The American Meteorological Society (AMS) data policy states that they are
Committed to promoting full, open, and timely access to the environmental data, associated metadata, and derived data products that underlie scientific findings (see the 2013 AMS policy statement). These data and metadata must be properly cited and readily available to the scientific community and the general public. At initial submission, authors must confirm that the datasets are archived and cited/referenced properly. Likewise, peer review editors are asked to ensure that this AMS expectation is being met.72
Reviewers are asked to ensure that data are placed in a location where others can freely download the data. Unless explicit permission is given, it is no longer acceptable to use the language that “the data are available upon request.” AMS policy has gradually become stricter with time.
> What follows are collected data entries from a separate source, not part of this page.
// Failure diagnostics - classifies yt-dlp / ffmpeg stderr
//
// The job record only carries a string, so the classification is used to
// put a readable reason in front of the raw tool output.

use serde::{Deserialize, Serialize};

/// Why the external tool gave up on a URL
#[derive(Debug, Clone, Copy, PartialEq, Eq, Serialize, Deserialize)]
#[serde(rename_all = "snake_case")]
pub enum FailureReason {
    /// No extractor matches the URL
    UnsupportedUrl,

    /// Deleted, removed for copyright, or otherwise gone
    Unavailable,

    /// Private video requiring authorization
    Private,

    /// Age gate requiring a logged-in session
    AgeRestricted,

    /// Not available from this country
    GeoBlocked,

    /// HTTP 429 or similar throttling
    RateLimited,

    /// HTTP 403, bot checks and friends
    Forbidden,

    /// Timeouts, refused connections, DNS failures
    Network,

    /// The requested format selector matched nothing
    FormatUnavailable,

    /// Merging or audio extraction needed ffmpeg and none was usable
    TranscoderMissing,

    /// Anything else
    Unknown,
}

impl FailureReason {
    /// Human-readable description
    pub fn description(&self) -> &'static str {
        match self {
            Self::UnsupportedUrl => "Unsupported URL",
            Self::Unavailable => "Video unavailable",
            Self::Private => "Private video",
            Self::AgeRestricted => "Age-restricted content",
            Self::GeoBlocked => "Not available in this region",
            Self::RateLimited => "Rate limited by the site",
            Self::Forbidden => "Access denied (HTTP 403)",
            Self::Network => "Network error",
            Self::FormatUnavailable => "Requested format is not available",
            Self::TranscoderMissing => "ffmpeg is required but was not found",
            Self::Unknown => "Download failed",
        }
    }

    /// "Description: details", or the bare description when there are none
    pub fn with_details(&self, details: &str) -> String {
        if details.is_empty() {
            self.description().to_string()
        } else {
            format!("{}: {}", self.description(), details)
        }
    }

    /// Short hint for the client, if there is anything useful to say
    pub fn hint(&self) -> Option<&'static str> {
        match self {
            Self::FormatUnavailable => Some("Pick a lower quality or list formats again"),
            Self::RateLimited => Some("Wait a few minutes before retrying"),
            Self::Forbidden => Some("Retry later or configure a proxy"),
            Self::GeoBlocked => Some("Configure a proxy in an allowed region"),
            Self::Network => Some("Check connectivity and retry"),
            Self::TranscoderMissing => Some("Install ffmpeg or set --ffmpeg-path"),
            _ => None,
        }
    }
}

/// Analyze tool output and return the most specific reason
pub fn diagnose_error(error: &str) -> Option<FailureReason> {
    if error.trim().is_empty() {
        return None;
    }

    let lower = error.to_lowercase();

    // Checked in order of specificity

    if lower.contains("ffmpeg") || lower.contains("ffprobe") {
        if lower.contains("not found")
            || lower.contains("not installed")
            || lower.contains("no such file")
        {
            return Some(FailureReason::TranscoderMissing);
        }
    }

    if lower.contains("unsupported url") || lower.contains("is not a valid url") {
        return Some(FailureReason::UnsupportedUrl);
    }

    if lower.contains("requested format is not available")
        || lower.contains("no video formats found")
    {
        return Some(FailureReason::FormatUnavailable);
    }

    if lower.contains("private video") || lower.contains("video is private") {
        return Some(FailureReason::Private);
    }

    if lower.contains("sign in to confirm your age") || lower.contains("age-restricted") {
        return Some(FailureReason::AgeRestricted);
    }

    if lower.contains("video unavailable")
        || lower.contains("video has been removed")
        || lower.contains("no longer available")
        || lower.contains("http error 404")
    {
        return Some(FailureReason::Unavailable);
    }

    if lower.contains("not available in your country")
        || lower.contains("blocked in your country")
        || lower.contains("geo restriction")
        || lower.contains("geo-restricted")
    {
        return Some(FailureReason::GeoBlocked);
    }

    if lower.contains("429") || lower.contains("too many requests") || lower.contains("rate limit") {
        return Some(FailureReason::RateLimited);
    }

    if lower.contains("403")
        || lower.contains("forbidden")
        || lower.contains("confirm you're not a bot")
        || lower.contains("captcha")
    {
        return Some(FailureReason::Forbidden);
    }

    if lower.contains("timed out")
        || lower.contains("timeout")
        || lower.contains("connection refused")
        || lower.contains("connection reset")
        || lower.contains("network is unreachable")
        || lower.contains("name or service not known")
        || lower.contains("getaddrinfo failed")
    {
        return Some(FailureReason::Network);
    }

    Some(FailureReason::Unknown)
}

/// First line worth showing to a client: the `ERROR:` line if present,
/// otherwise the last non-empty line. Text that only repeats the reason's
/// description is dropped.
pub fn summarize(reason: FailureReason, error: &str) -> String {
    let line = error
        .lines()
        .map(str::trim)
        .find(|l| l.starts_with("ERROR:"))
        .or_else(|| error.lines().map(str::trim).rev().find(|l| !l.is_empty()))
        .unwrap_or("");
    let line = line.trim_start_matches("ERROR:").trim();

    let description = reason.description();
    let line = match line.get(..description.len()) {
        Some(head) if head.eq_ignore_ascii_case(description) => line[description.len()..]
            .trim_start_matches(|c: char| c == ':' || c == '.' || c.is_whitespace()),
        _ => line,
    };

    line.chars().take(300).collect()
}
American Astronomical Society (AAS) journals have published papers on software with relevance to research in astronomy and astrophysics.73
Such papers should contain a description of the software, its novel features and its intended use. Such papers need not include research results produced using the software, although including examples of applications can be helpful. There is no minimum length requirement for software papers. If a piece of novel software is important to published research, then it is likely appropriate to describe it in such a paper.
AAS highly recommends using an open source license and a standard software repository and provides guidance to ensuring code citation.
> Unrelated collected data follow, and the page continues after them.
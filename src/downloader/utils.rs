// Helper functions shared by the yt-dlp backend and the tool locator

use std::path::Path;
use std::process::Stdio;

use tokio::io::AsyncReadExt;
use tokio::process::Command as TokioCommand;
use tokio::time::{timeout, Duration as TokioDuration};

use super::errors::DownloadError;
use super::models::NetworkConfig;

/// Run a command to completion, killing it after `timeout_secs`.
///
/// Stdout and stderr are drained concurrently so a chatty tool cannot fill a
/// pipe and stall before it exits.
pub async fn run_output_with_timeout(
    program: &Path,
    args: Vec<String>,
    timeout_secs: u64,
) -> Result<std::process::Output, DownloadError> {
    let name = program.display().to_string();
    let mut child = TokioCommand::new(program)
        .args(&args)
        .stdin(Stdio::null())
        .stdout(Stdio::piped())
        .stderr(Stdio::piped())
        .kill_on_drop(true)
        .spawn()
        .map_err(|e| DownloadError::ExecutionError(format!("Failed to start {}: {}", name, e)))?;

    let mut stdout_pipe = child.stdout.take().ok_or_else(|| {
        DownloadError::ExecutionError(format!("Failed to capture stdout from {}", name))
    })?;
    let mut stderr_pipe = child.stderr.take().ok_or_else(|| {
        DownloadError::ExecutionError(format!("Failed to capture stderr from {}", name))
    })?;

    let stdout_task = tokio::spawn(async move {
        let mut buf = Vec::new();
        stdout_pipe.read_to_end(&mut buf).await?;
        Ok::<Vec<u8>, std::io::Error>(buf)
    });
    let stderr_task = tokio::spawn(async move {
        let mut buf = Vec::new();
        stderr_pipe.read_to_end(&mut buf).await?;
        Ok::<Vec<u8>, std::io::Error>(buf)
    });

    match timeout(TokioDuration::from_secs(timeout_secs), child.wait()).await {
        Ok(status_res) => {
            let status = status_res?;
            let stdout = stdout_task
                .await
                .map_err(|e| DownloadError::ExecutionError(format!("stdout task failed: {}", e)))??;
            let stderr = stderr_task
                .await
                .map_err(|e| DownloadError::ExecutionError(format!("stderr task failed: {}", e)))??;
            Ok(std::process::Output {
                status,
                stdout,
                stderr,
            })
        }
        Err(_) => {
            let _ = child.kill().await;
            stdout_task.abort();
            stderr_task.abort();
            Err(DownloadError::Timeout(timeout_secs))
        }
    }
}

/// Build proxy arguments for yt-dlp
pub fn get_proxy_args(config: &NetworkConfig) -> Vec<String> {
    let mut args = Vec::new();

    if let Some(proxy) = &config.proxy {
        args.push("--proxy".to_string());
        args.push(proxy.clone());
    }

    args
}

/// Build timeout and retry arguments for yt-dlp
pub fn get_timeout_args(config: &NetworkConfig) -> Vec<String> {
    let mut args = Vec::new();

    if let Some(timeout) = config.timeout {
        args.push("--socket-timeout".to_string());
        args.push(timeout.to_string());
    }

    args.push("--retries".to_string());
    args.push(config.retries.to_string());
    args.push("--fragment-retries".to_string());
    args.push(config.fragment_retries.to_string());

    args
}

/// Byte counts as "12.34 MB"; unknown sizes print as "? MB"
pub fn format_bytes(bytes: Option<u64>) -> String {
    match bytes {
        Some(b) => format!("{:.2} MB", b as f64 / 1_048_576.0),
        None => "? MB".to_string(),
    }
}

/// Seconds as "m:ss" or "h:mm:ss"
pub fn format_duration(seconds: f64) -> String {
    let total = if seconds.is_finite() && seconds > 0.0 {
        seconds.round() as u64
    } else {
        0
    };
    let (h, m, s) = (total / 3600, (total % 3600) / 60, total % 60);
    if h > 0 {
        format!("{}:{:02}:{:02}", h, m, s)
    } else {
        format!("{}:{:02}", m, s)
    }
}

/// First line of a tool's version output
pub fn first_line(output: &[u8]) -> Option<String> {
    String::from_utf8_lossy(output)
        .lines()
        .map(str::trim)
        .find(|l| !l.is_empty())
        .map(str::to_string)
}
Although the American Journal of Political Science (AJPS) is not commonly used to publish articles for NASA-funded projects, it is included here because of its strict open policy. AJPS requires that all data and code used in the publication to be publicly available, specifically so that figures are reproducible exactly as published. Once the review process is completed, an outside company ensures compliance (at a cost of approximately $1,000 per article). This strict policy guarantees reproducibility, and publication in AJPS can be used to verify enforcement of open data and software policies to funding agencies.
Among others, the journal Astronomy and Computing recommends that the software developed to produce results in a paper be made accessible.74 The Journal of Open Source Software, on the other hand, was designed to provide a way for open-software developers to obtain citations for their software. The authors submit a short article about their software (required to have an OSI-approved license), and the peer review process checks the quality of the software itself, including functionality, documentation, performance claims, installation instructions and community guidelines.75
Lessons Learned: Journals and publishers are moving forward in support of a more open science environment, providing both enhanced recognition and access to data and software. Journals first moved forward with open data requirements that gradually became stricter, then moved to open software requirements.
75 D.S. Katz, K.E. Niemeyer, and A.M. Smith, 2018, Publish your software: Introducing the Journal of Open Source Software (JOSS), Computing in Science & Engineering 20(3):84-88, doi:10.1109/MCSE.2018.03221930.